India should go ahead with the agreement with caution and on its own terms. Any reduction in tariffs should be done in a phased manner with special care for sectors like agriculture, dairy, and small industries. At the same time, India can use this agreement to build its export markets, bring in high-end technology, and get more involved in the global value chains. Care should be taken to get clarity on the tariff commitments so that India does not face another situation of reversal that can hit its exporters again. Above all, the government should make sure that economic cooperation with the US helps India grow without compromising its policy space.

Conclusion

The ongoing trade talks between India and the US are a reflection of the larger trend in the global economy, where the distinction between economic and strategic intentions is becoming increasingly blurred.

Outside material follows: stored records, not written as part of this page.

//! Friend-server client contract and SOCKS5 plumbing
//!
//! The wire protocol spoken to the friend server belongs to the host
//! application; the requester only needs the blocking contract below plus
//! a way to reach the server through Tor's SOCKS proxy.

use std::collections::HashMap;
use std::io::{self, Read, Write};
use std::net::TcpStream;
use std::time::Duration;

/// Blocking friend-server client. Implementations are driven from the
/// requester's worker thread, never from the manager loop.
pub trait FsClient: Send + Sync {
    /// Ask the server for up to `count` peer invitations, returning each
    /// short-invite certificate with whether our own invite was accepted.
    fn request_friends(
        &self,
        server_address: &str,
        server_port: u16,
        proxy_address: &str,
        proxy_port: u16,
        count: u32,
        passphrase: Option<&str>,
    ) -> io::Result<HashMap<String, bool>>;

    /// Probe whether the server is reachable through the proxy.
    fn check_connection(
        &self,
        server_address: &str,
        server_port: u16,
        proxy_address: &str,
        proxy_port: u16,
        timeout: Duration,
    ) -> bool {
        socks5_connect(proxy_address, proxy_port, server_address, server_port, timeout).is_ok()
    }
}

/// Open a TCP stream to `target` through a SOCKS5 proxy, domain-name
/// addressing, no proxy auth.
pub fn socks5_connect(
    proxy_address: &str,
    proxy_port: u16,
    target_address: &str,
    target_port: u16,
    timeout: Duration,
) -> io::Result<TcpStream> {
    let proxy = (proxy_address, proxy_port);
    let addr = std::net::ToSocketAddrs::to_socket_addrs(&proxy)?
        .next()
        .ok_or_else(|| io::Error::new(io::ErrorKind::NotFound, "proxy address unresolvable"))?;
    let mut stream = TcpStream::connect_timeout(&addr, timeout)?;
    stream.set_read_timeout(Some(timeout))?;
    stream.set_write_timeout(Some(timeout))?;

    // Greeting: version 5, one method, no auth.
    stream.write_all(&[0x05, 0x01, 0x00])?;
    let mut method = [0u8; 2];
    stream.read_exact(&mut method)?;
    if method != [0x05, 0x00] {
        return Err(io::Error::new(
            io::ErrorKind::ConnectionRefused,
            "proxy rejected our authentication methods",
        ));
    }

    if target_address.len() > 255 {
        return Err(io::Error::new(
            io::ErrorKind::InvalidInput,
            "target hostname too long for SOCKS5",
        ));
    }

    // CONNECT, domain-name address type.
    let mut request = vec![0x05, 0x01, 0x00, 0x03, target_address.len() as u8];
    request.extend_from_slice(target_address.as_bytes());
    request.extend_from_slice(&target_port.to_be_bytes());
    stream.write_all(&request)?;

    let mut header = [0u8; 4];
    stream.read_exact(&mut header)?;
    if header[1] != 0x00 {
        return Err(io::Error::new(
            io::ErrorKind::ConnectionRefused,
            format!("SOCKS5 connect failed: {}", socks5_error(header[1])),
        ));
    }

    // Drain the bound address so the caller starts at the payload.
    let skip = match header[3] {
        0x01 => 4,
        0x04 => 16,
        0x03 => {
            let mut len = [0u8; 1];
            stream.read_exact(&mut len)?;
            len[0] as usize
        },
        other => {
            return Err(io::Error::new(
                io::ErrorKind::InvalidData,
                format!("unknown SOCKS5 address type {}", other),
            ))
        },
    };
    let mut rest = vec![0u8; skip + 2];
    stream.read_exact(&mut rest)?;

    Ok(stream)
}

fn socks5_error(code: u8) -> &'static str {
    match code {
        0x01 => "general SOCKS server failure",
        0x02 => "connection not allowed by ruleset",
        0x03 => "network unreachable",
        0x04 => "host unreachable",
        0x05 => "connection refused",
        0x06 => "TTL expired",
        0x07 => "command not supported",
        0x08 => "address type not supported",
        _ => "unknown error",
    }
}

#[cfg(test)]
pub(crate) mod test_support {
    use super::*;
    use std::sync::Mutex;

    /// Scripted client: hands out a fixed invite batch per campaign and
    /// records how often it was asked.
    pub struct ScriptedClient {
        pub batches: Mutex<Vec<HashMap<String, bool>>>,
        pub campaigns: Mutex<u32>,
    }

    impl ScriptedClient {
        pub fn new(batches: Vec<HashMap<String, bool>>) -> Self {
            Self {
                batches: Mutex::new(batches),
                campaigns: Mutex::new(0),
            }
        }
    }

    impl FsClient for ScriptedClient {
        fn request_friends(
            &self,
            _server_address: &str,
            _server_port: u16,
            _proxy_address: &str,
            _proxy_port: u16,
            _count: u32,
            _passphrase: Option<&str>,
        ) -> io::Result<HashMap<String, bool>> {
            *self.campaigns.lock().unwrap() += 1;
            let mut batches = self.batches.lock().unwrap();
            if batches.is_empty() {
                Ok(HashMap::new())
            } else {
                Ok(batches.remove(0))
            }
        }
    }
}
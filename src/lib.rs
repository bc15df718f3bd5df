//! onionlink library crate
//!
//! Launches a bundled Tor daemon, drives it over the control protocol, and
//! keeps a v3 onion service published with its identity persisted locally.
//!
//! # Modules
//!
//! - [`config`] - Configuration loading and validation
//! - [`crypto`] - Ed25519 service identity and v3 address derivation
//! - [`control`] - Control-port transport, commands, connection state machine
//! - [`process`] - Bundled tor child supervision
//! - [`service`] - Hidden-service identity, targets, publication status
//! - [`manager`] - Top-level facade, event bus, persistence
//! - [`friends`] - Friend-server polling worker
//! - [`util`] - Time, randomization, byte-stream helpers

#![allow(dead_code)] // Public API surface exceeds what the binary exercises
#![allow(clippy::uninlined_format_args)] // Format string style preference
#![allow(clippy::new_without_default)] // Explicit new() is fine

pub mod config;
pub mod control;
pub mod crypto;
pub mod error;
pub mod friends;
pub mod logging;
pub mod manager;
pub mod process;
pub mod service;
pub mod util;

pub use error::{Error, Result};
pub use manager::{TorManager, TorManagerEvent};

/// Crate version
pub const VERSION: &str = env!("CARGO_PKG_VERSION");
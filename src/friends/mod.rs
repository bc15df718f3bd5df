//! Friend-server request loop
//!
//! Periodically asks a remote friend server for peer invitations through
//! the Tor SOCKS proxy. The closer the peer set is to the wanted size, the
//! longer the pause between campaigns, on a log scale from 30 s up to an
//! hour. The underlying request blocks, so the loop runs on its own worker
//! thread and never touches control-connection state.

pub mod client;

pub use client::FsClient;

use crate::config::FriendsConfig;
use crate::util::time::unix_timestamp;
use std::sync::atomic::{AtomicBool, Ordering};
use std::sync::Arc;
use std::time::Duration;
use tracing::{debug, info, warn};

/// Worker tick cadence; campaigns are gated separately by `campaign_delay`.
const TICK_INTERVAL: Duration = Duration::from_secs(2);

const MIN_DELAY_SECS: u64 = 30;
const MAX_DELAY_SECS: f64 = 3600.0;

/// The host application's view of the peer set.
pub trait PeerBook: Send + Sync {
    fn friend_count(&self) -> u32;
    /// Is this short invite already a known peer?
    fn is_known(&self, invite: &str) -> bool;
    fn add_peer(&self, invite: &str, accepted: bool);
}

/// Handle to the requester worker thread.
pub struct FriendRequester {
    stop: Arc<AtomicBool>,
    config: FriendsConfig,
    client: Arc<dyn FsClient>,
}

impl FriendRequester {
    /// Spawn the worker. `passphrase` unlocks the identity used to sign
    /// our own invite, when the client implementation needs it.
    pub fn start(
        config: FriendsConfig,
        client: Arc<dyn FsClient>,
        peers: Arc<dyn PeerBook>,
        passphrase: Option<String>,
    ) -> Self {
        let stop = Arc::new(AtomicBool::new(false));

        let worker_stop = Arc::clone(&stop);
        let worker_config = config.clone();
        let worker_client = Arc::clone(&client);
        std::thread::Builder::new()
            .name("friend-requester".into())
            .spawn(move || {
                info!("friend requester started");
                let mut last_campaign = 0u64;
                loop {
                    std::thread::sleep(TICK_INTERVAL);
                    if worker_stop.load(Ordering::Relaxed) {
                        break;
                    }
                    tick(
                        &worker_config,
                        &*worker_client,
                        &*peers,
                        passphrase.as_deref(),
                        &mut last_campaign,
                        unix_timestamp(),
                    );
                }
                info!("friend requester stopped");
            })
            .expect("spawn friend-requester thread");

        Self {
            stop,
            config,
            client,
        }
    }

    /// Ask the worker to exit at its next tick boundary.
    pub fn stop(&self) {
        self.stop.store(true, Ordering::Relaxed);
    }

    /// Probe the server address through the proxy without blocking the
    /// caller; the callback fires from a throwaway thread.
    pub fn check_server_address(
        &self,
        address: String,
        port: u16,
        timeout_ms: u64,
        callback: impl FnOnce(&str, u16, bool) + Send + 'static,
    ) {
        let client = Arc::clone(&self.client);
        let proxy_address = self.config.proxy_address.clone();
        let proxy_port = self.config.proxy_port;
        std::thread::spawn(move || {
            let reachable = client.check_connection(
                &address,
                port,
                &proxy_address,
                proxy_port,
                Duration::from_millis(timeout_ms),
            );
            callback(&address, port, reachable);
        });
    }
}

/// One worker tick: decide whether a campaign is due and run it.
fn tick(
    config: &FriendsConfig,
    client: &dyn FsClient,
    peers: &dyn PeerBook,
    passphrase: Option<&str>,
    last_campaign: &mut u64,
    now: u64,
) {
    let Some(server_address) = config.server_address.as_deref() else {
        warn!("no friend server address configured");
        return;
    };

    let friends = peers.friend_count();
    if config.wanted_friends == 0 || config.wanted_friends < friends {
        warn!(
            "wanted {} friends but have {}; nothing to request",
            config.wanted_friends, friends
        );
        return;
    }

    let delay = campaign_delay(friends, config.wanted_friends);
    if *last_campaign + delay >= now {
        return;
    }
    *last_campaign = now;

    debug!(
        "requesting friends: have {}, want {}, next campaign in {}s",
        friends, config.wanted_friends, delay
    );

    let invites = match client.request_friends(
        server_address,
        config.server_port,
        &config.proxy_address,
        config.proxy_port,
        config.wanted_friends,
        passphrase,
    ) {
        Ok(invites) => invites,
        Err(e) => {
            warn!("friend server request failed: {}", e);
            return;
        },
    };

    for (invite, accepted) in invites {
        if peers.is_known(&invite) {
            debug!("known peer ({}): {:.32}", if accepted { "ok" } else { "--" }, invite);
            continue;
        }
        info!("new peer ({}): {:.32}", if accepted { "ok" } else { "--" }, invite);
        peers.add_peer(&invite, accepted);
    }
}

/// Seconds to wait between campaigns given the current peer count.
///
/// Log-scale interpolation between 30 s (no friends yet) and an hour
/// (nearly saturated): with a wanted count of 10 the series for 0..10
/// friends is 30, 30, 32, 35, 44, 66, 121, 258, 603, 1466.
fn campaign_delay(friends: u32, wanted: u32) -> u64 {
    let s = if friends < wanted {
        f64::from(wanted - friends) / f64::from(wanted)
    } else {
        1.0
    };
    MIN_DELAY_SECS + (-s + MAX_DELAY_SECS.ln() * (1.0 - s)).exp().floor() as u64
}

The proposed trade deal provides immense opportunities to India to enhance its exports, foreign direct investment, and strategic partnership with the US. However, India faces challenges in the agricultural, digital governance, and autonomy of policy domains are a reminder of the complexity of the trade talks.

The growing nexus between global trade and strategic intentions demands that the Indian response to the US trade deal be balanced and strategic. Although the strengthening of the economic partnership with the US may enhance the strategic stature of India in the global economy, it is also necessary that the domestic industries and development agenda of India are safeguarded. The success of the trade talks will depend on India’s ability to strike a balance between its economic and strategic intentions and ensure that the new trade order supports the development agenda of India and helps to build a stable and resilient India-US relationship.